2

I am new to Java and to Android development. In all the tutorials at my current level of understanding, the only user-created classes are found in the directory app/src/main/java/com.example.project/, and all these classes refer to views.

In my project, I will need to write a number of classes which are not directly related to any particular views. For example, a TextToSpeech class and a PatternRecognition class.

What are considered to be the best practices for managing the class files in the directory hierarchy? What online resources can you recommend, so that I can explore this question in more detail?

jww
  • 97,681
  • 90
  • 411
  • 885
James Newton
  • 6,623
  • 8
  • 49
  • 113
  • Check this topic about mvc project structure: http://stackoverflow.com/questions/12397940/spring-and-mvc-proper-project-structure – Ismael Di Vita Oct 25 '14 at 12:26

2 Answers2

3

I suggest to read this article http://fernandocejas.com/2014/09/03/architecting-android-the-clean-way/.

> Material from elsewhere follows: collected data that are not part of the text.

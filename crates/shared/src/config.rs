//! Application configuration management.

use serde::Deserialize;

/// Application configuration.
#[derive(Debug, Clone, Deserialize)]
pub struct AppConfig {
    /// Server configuration.
    #[serde(default)]
    pub server: ServerConfig,
    /// Database configuration.
    pub database: DatabaseConfig,
    /// Business identity printed on tickets.
    #[serde(default)]
    pub business: BusinessConfig,
}

/// Server configuration.
#[derive(Debug, Clone, Deserialize)]
pub struct ServerConfig {
    /// Host to bind to.
    #[serde(default = "default_host")]
    pub host: String,
    /// Port to listen on.
    #[serde(default = "default_port")]
    pub port: u16,
}

impl Default for ServerConfig {
    fn default() -> Self {
        Self {
            host: default_host(),
            port: default_port(),
        }
    }
}

fn default_host() -> String {
    "0.0.0.0".to_string()
}

fn default_port() -> u16 {
    8080
}

/// Database configuration.
#[derive(Debug, Clone, Deserialize)]
pub struct DatabaseConfig {
    /// Database connection URL.
    pub url: String,
    /// Maximum number of connections in the pool.
    #[serde(default = "default_max_connections")]
    pub max_connections: u32,
    /// Minimum number of connections in the pool.
    #[serde(default = "default_min_connections")]
    pub min_connections: u32,
    /// Apply pending migrations when the server starts.
    #[serde(default)]
    pub run_migrations: bool,
}

fn default_max_connections() -> u32 {
    10
}

fn default_min_connections() -> u32 {
    1
}

/// Business details rendered on printed tickets.
#[derive(Debug, Clone, Deserialize)]
pub struct BusinessConfig {
    /// Trade name.
    #[serde(default = "default_business_name")]
    pub name: String,
    /// Street address.
    #[serde(default)]
    pub address: Option<String>,
    /// Tax identification number.
    #[serde(default)]
    pub tax_id: Option<String>,
    /// Closing line printed at the bottom of each ticket.
    #[serde(default = "default_ticket_footer")]
    pub ticket_footer: String,
}

impl Default for BusinessConfig {
    fn default() -> Self {
        Self {
            name: default_business_name(),
            address: None,
            tax_id: None,
            ticket_footer: default_ticket_footer(),
        }
    }
}

fn default_business_name() -> String {
    "Punto Pastelero".to_string()
}

fn default_ticket_footer() -> String {
    "Gracias por su compra".to_string()
}

impl AppConfig {
    /// Loads configuration from environment and config files.
    ///
    /// Sources, lowest precedence first: `config/default`, `config/{RUN_MODE}`,
    /// then `PUNTO__SECTION__KEY` environment variables.
    ///
    /// # Errors
    ///
    /// Returns an error if configuration cannot be loaded.
    pub fn load() -> Result<Self, config::ConfigError> {
        let run_mode = std::env::var("RUN_MODE").unwrap_or_else(|_| "development".to_string());

        let config = config::Config::builder()
            .add_source(config::File::with_name("config/default").required(false))
            .add_source(config::File::with_name(&format!("config/{run_mode}")).required(false))
            .add_source(config::Environment::with_prefix("PUNTO").separator("__"))
            .build()?;

        config.try_deserialize()
    }
}
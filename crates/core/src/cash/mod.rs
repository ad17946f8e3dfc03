//! Cash register session lifecycle and reconciliation.
//!
//! A session is opened with a float, accepts income and expense movements
//! while open, and is closed with a physical denomination count. Closing is
//! terminal.

pub mod error;
pub mod service;
pub mod types;

pub use error::CashError;
pub use service::CashService;
pub use types::{
    AddCashMovementInput, CashMovementRecord, CashMovementType, CashSessionStatus,
    CloseSessionInput, ClosingResult, DenominationCount, PaymentMethod, PaymentMethodTotals,
    SessionSummary, ValidatedCashMovement,
};
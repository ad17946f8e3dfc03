//! Customer account movement ledger.
//!
//! This module implements the accounts-receivable side of the store:
//! - Append-only charges and payments per client
//! - Balance as a fold over movements (no materialized column)
//! - Statements with running balances
//! - Receivables aging with FIFO payment application

pub mod aging;
pub mod balance;
pub mod error;
pub mod service;
pub mod types;

pub use aging::{AgingBuckets, ClientAging, age_receivables};
pub use balance::{AccountBalance, RunningBalance, Statement, StatementLine};
pub use error::AccountError;
pub use service::AccountService;
pub use types::{
    AccountMovement, ClientStanding, MovementType, RecordMovementInput, ValidatedMovement,
};
//! Inventory error types.

use punto_shared::types::ProductId;
use rust_decimal::Decimal;
use thiserror::Error;

/// Errors that can occur while moving stock.
#[derive(Debug, Error)]
pub enum InventoryError {
    /// Quantity must be positive.
    #[error("Stock movement quantity must be greater than zero")]
    NonPositiveQuantity,

    /// Purchase receipts need a cost.
    #[error("Unit cost is required for purchase receipts")]
    MissingUnitCost,

    /// Cost cannot be negative.
    #[error("Unit cost cannot be negative")]
    NegativeUnitCost,

    /// Quantity or cost beyond the storable range.
    #[error("Stock movement quantity or cost exceeds the supported maximum")]
    ValueTooLarge,

    /// Product not found.
    #[error("Product not found: {0}")]
    ProductNotFound(ProductId),

    /// Outbound movement larger than stock on hand.
    #[error(
        "Insufficient stock for product {product_id}: available {available}, requested {requested}"
    )]
    InsufficientStock {
        /// The product.
        product_id: ProductId,
        /// Stock on hand.
        available: Decimal,
        /// Quantity requested.
        requested: Decimal,
    },
}

impl InventoryError {
    /// Returns the error code for API responses.
    #[must_use]
    pub fn error_code(&self) -> &'static str {
        match self {
            Self::NonPositiveQuantity => "NON_POSITIVE_QUANTITY",
            Self::MissingUnitCost => "MISSING_UNIT_COST",
            Self::NegativeUnitCost => "NEGATIVE_UNIT_COST",
            Self::ValueTooLarge => "VALUE_TOO_LARGE",
            Self::ProductNotFound(_) => "PRODUCT_NOT_FOUND",
            Self::InsufficientStock { .. } => "INSUFFICIENT_STOCK",
        }
    }

    /// Returns the HTTP status code for this error.
    #[must_use]
    pub fn http_status_code(&self) -> u16 {
        match self {
            Self::NonPositiveQuantity
            | Self::MissingUnitCost
            | Self::NegativeUnitCost
            | Self::ValueTooLarge => 400,
            Self::ProductNotFound(_) => 404,
            Self::InsufficientStock { .. } => 422,
        }
    }
}
//! Inventory movements and kardex.
//!
//! Stock is valued with weighted-average costing. Quantities are decimals
//! so weighed goods (flour, chocolate) are tracked in fractional units.

pub mod error;
pub mod kardex;
pub mod service;
pub mod types;

pub use error::InventoryError;
pub use kardex::{Kardex, KardexLine, StockPosition};
pub use service::InventoryService;
pub use types::{
    RecordStockMovementInput, StockMovement, StockMovementKind, ValidatedStockMovement,
};
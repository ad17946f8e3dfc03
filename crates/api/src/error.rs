//! HTTP error responses.
//!
//! Every failure leaves the API as `{"error": "<CODE>", "message": "<text>"}`.
//! Domain errors keep their own codes and statuses; everything else goes
//! through the shared [`AppError`] taxonomy.

use axum::{
    Json,
    http::StatusCode,
    response::{IntoResponse, Response},
};
use punto_core::{
    accounts::AccountError, cash::CashError, documents::DocumentError,
    inventory::InventoryError, reports::ReportError,
};
use punto_db::repositories::{
    AccountMovementError, CashSessionError, ClientError, InventoryRepoError, ProductError,
    ReportRepoError, SaleError,
};
use punto_shared::AppError;
use sea_orm::DbErr;
use serde::Serialize;

/// Error returned by route handlers.
#[derive(Debug, thiserror::Error)]
pub enum ApiError {
    /// Generic application error.
    #[error(transparent)]
    App(#[from] AppError),

    /// Domain rule violation with its own code.
    #[error("{message}")]
    Domain {
        /// HTTP status.
        status: u16,
        /// Stable machine-readable code.
        code: &'static str,
        /// Human-readable description.
        message: String,
    },
}

/// Result type for route handlers.
pub type ApiResult<T> = Result<T, ApiError>;

#[derive(Serialize)]
struct ErrorBody<'a> {
    error: &'a str,
    message: &'a str,
}

impl ApiError {
    /// Shortcut for a 404.
    pub fn not_found(message: impl Into<String>) -> Self {
        Self::App(AppError::NotFound(message.into()))
    }

    /// Shortcut for a 400.
    pub fn validation(message: impl Into<String>) -> Self {
        Self::App(AppError::Validation(message.into()))
    }

    /// HTTP status of the response.
    #[must_use]
    pub fn status(&self) -> StatusCode {
        let code = match self {
            Self::App(e) => e.status_code(),
            Self::Domain { status, .. } => *status,
        };
        StatusCode::from_u16(code).unwrap_or(StatusCode::INTERNAL_SERVER_ERROR)
    }

    /// Machine-readable error code.
    #[must_use]
    pub fn code(&self) -> &'static str {
        match self {
            Self::App(e) => e.error_code(),
            Self::Domain { code, .. } => code,
        }
    }
}

impl IntoResponse for ApiError {
    fn into_response(self) -> Response {
        let status = self.status();
        let message = match &self {
            Self::App(e) if status.is_server_error() => {
                tracing::error!(error = %e, "Request failed");
                "An error occurred"
            }
            Self::App(e) => e.message(),
            Self::Domain { message, .. } => message.as_str(),
        };
        let body = Json(ErrorBody {
            error: self.code(),
            message,
        });
        (status, body).into_response()
    }
}

impl From<DbErr> for ApiError {
    fn from(err: DbErr) -> Self {
        Self::App(AppError::Database(err.to_string()))
    }
}

macro_rules! domain_error {
    ($($err:ty),+ $(,)?) => {
        $(
            impl From<$err> for ApiError {
                fn from(err: $err) -> Self {
                    Self::Domain {
                        status: err.http_status_code(),
                        code: err.error_code(),
                        message: err.to_string(),
                    }
                }
            }
        )+
    };
}

domain_error!(AccountError, CashError, DocumentError, InventoryError, ReportError);

impl From<AccountMovementError> for ApiError {
    fn from(err: AccountMovementError) -> Self {
        match err {
            AccountMovementError::Account(e) => e.into(),
            AccountMovementError::Database(e) => e.into(),
        }
    }
}

impl From<CashSessionError> for ApiError {
    fn from(err: CashSessionError) -> Self {
        match err {
            CashSessionError::Cash(e) => e.into(),
            CashSessionError::Database(e) => e.into(),
        }
    }
}

impl From<InventoryRepoError> for ApiError {
    fn from(err: InventoryRepoError) -> Self {
        match err {
            InventoryRepoError::Inventory(e) => e.into(),
            InventoryRepoError::Database(e) => e.into(),
        }
    }
}

impl From<ReportRepoError> for ApiError {
    fn from(err: ReportRepoError) -> Self {
        match err {
            ReportRepoError::Report(e) => e.into(),
            ReportRepoError::Database(e) => e.into(),
        }
    }
}

impl From<SaleError> for ApiError {
    fn from(err: SaleError) -> Self {
        match err {
            SaleError::Document(e) => e.into(),
            SaleError::Account(e) => e.into(),
            SaleError::Cash(e) => e.into(),
            SaleError::Inventory(e) => e.into(),
            e @ SaleError::ProductInactive(_) => Self::Domain {
                status: 422,
                code: "PRODUCT_INACTIVE",
                message: e.to_string(),
            },
            SaleError::Database(e) => e.into(),
        }
    }
}

impl From<ClientError> for ApiError {
    fn from(err: ClientError) -> Self {
        match err {
            ClientError::NotFound(_) => Self::not_found(err.to_string()),
            ClientError::EmptyName
            | ClientError::NegativeCreditLimit
            | ClientError::CreditLimitTooLarge => Self::validation(err.to_string()),
            ClientError::Database(e) => e.into(),
        }
    }
}

impl From<ProductError> for ApiError {
    fn from(err: ProductError) -> Self {
        match err {
            ProductError::NotFound(_) => Self::not_found(err.to_string()),
            ProductError::DuplicateSku(_) => Self::App(AppError::Conflict(err.to_string())),
            ProductError::MissingField(_)
            | ProductError::NegativePrice
            | ProductError::PriceTooLarge => Self::validation(err.to_string()),
            ProductError::Database(e) => e.into(),
        }
    }
}
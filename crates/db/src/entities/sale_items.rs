//! `SeaORM` Entity for sale_items table.

use sea_orm::entity::prelude::*;
use serde::{Deserialize, Serialize};

#[derive(Clone, Debug, PartialEq, DeriveEntityModel, Eq, Serialize, Deserialize)]
#[sea_orm(table_name = "sale_items")]
pub struct Model {
    #[sea_orm(primary_key)]
    pub id: i32,
    pub sale_id: i32,
    pub product_id: i32,
    pub description: String,
    #[sea_orm(column_type = "Decimal(Some((14, 3)))")]
    pub quantity: Decimal,
    #[sea_orm(column_type = "Decimal(Some((14, 2)))")]
    pub unit_price: Decimal,
    #[sea_orm(column_type = "Decimal(Some((14, 2)))")]
    pub discount: Decimal,
    #[sea_orm(column_type = "Decimal(Some((14, 2)))")]
    pub line_total: Decimal,
}

#[derive(Copy, Clone, Debug, EnumIter, DeriveRelation)]
pub enum Relation {
    #[sea_orm(
        belongs_to = "super::sales::Entity",
        from = "Column::SaleId",
        to = "super::sales::Column::Id"
    )]
    Sales,
    #[sea_orm(
        belongs_to = "super::products::Entity",
        from = "Column::ProductId",
        to = "super::products::Column::Id"
    )]
    Products,
}

impl Related<super::sales::Entity> for Entity {
    fn to() -> RelationDef {
        Relation::Sales.def()
    }
}

impl Related<super::products::Entity> for Entity {
    fn to() -> RelationDef {
        Relation::Products.def()
    }
}

impl ActiveModelBehavior for ActiveModel {}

And take a look on this repository https://github.com/android10/Android-CleanArchitecture.

Anton Holovin
  • 5,513
  • 1
  • 31
  • 33
  • Thanks Anton. This article is about how to separate the different layers of a project, not about how the files that implement those layers arranged hierarchically in a directory structure. The answer to my question appears to be: Put all classes in the java/ directory, arranged in the hierarchy that makes most sense to the development team. – James Newton Oct 25 '14 at 13:35
  • @JamesNewton, you can check hierarchy in the repository. And this hierarchy looks similar to Nagy Vilmos's answer. – Anton Holovin Oct 25 '14 at 13:39
1

I'm not sure, that this is the best way, but my Android projects looks like this:

src
├───androidTest
│   └───java
│       └───hu
│           └───company
│               └───app
│                   └───activities
│                       ├───login
│                       └───main
└───main
    ├───assets
    │   └...
    ├───java
    │   └───hu
    │       └───company
    │           └───app
    │               ├───activities
    │               │   ├───login
    │               │   ├───main
    │               │   ├───mainMenu
    │               │   └───surveys
    │               ├───common
    │               └───communication
    └───res
        └──...

And in the hu.company.app package, I have more packages. All of my Activities in the activities package, sorted by their functionality. And I have other classes in upper packages.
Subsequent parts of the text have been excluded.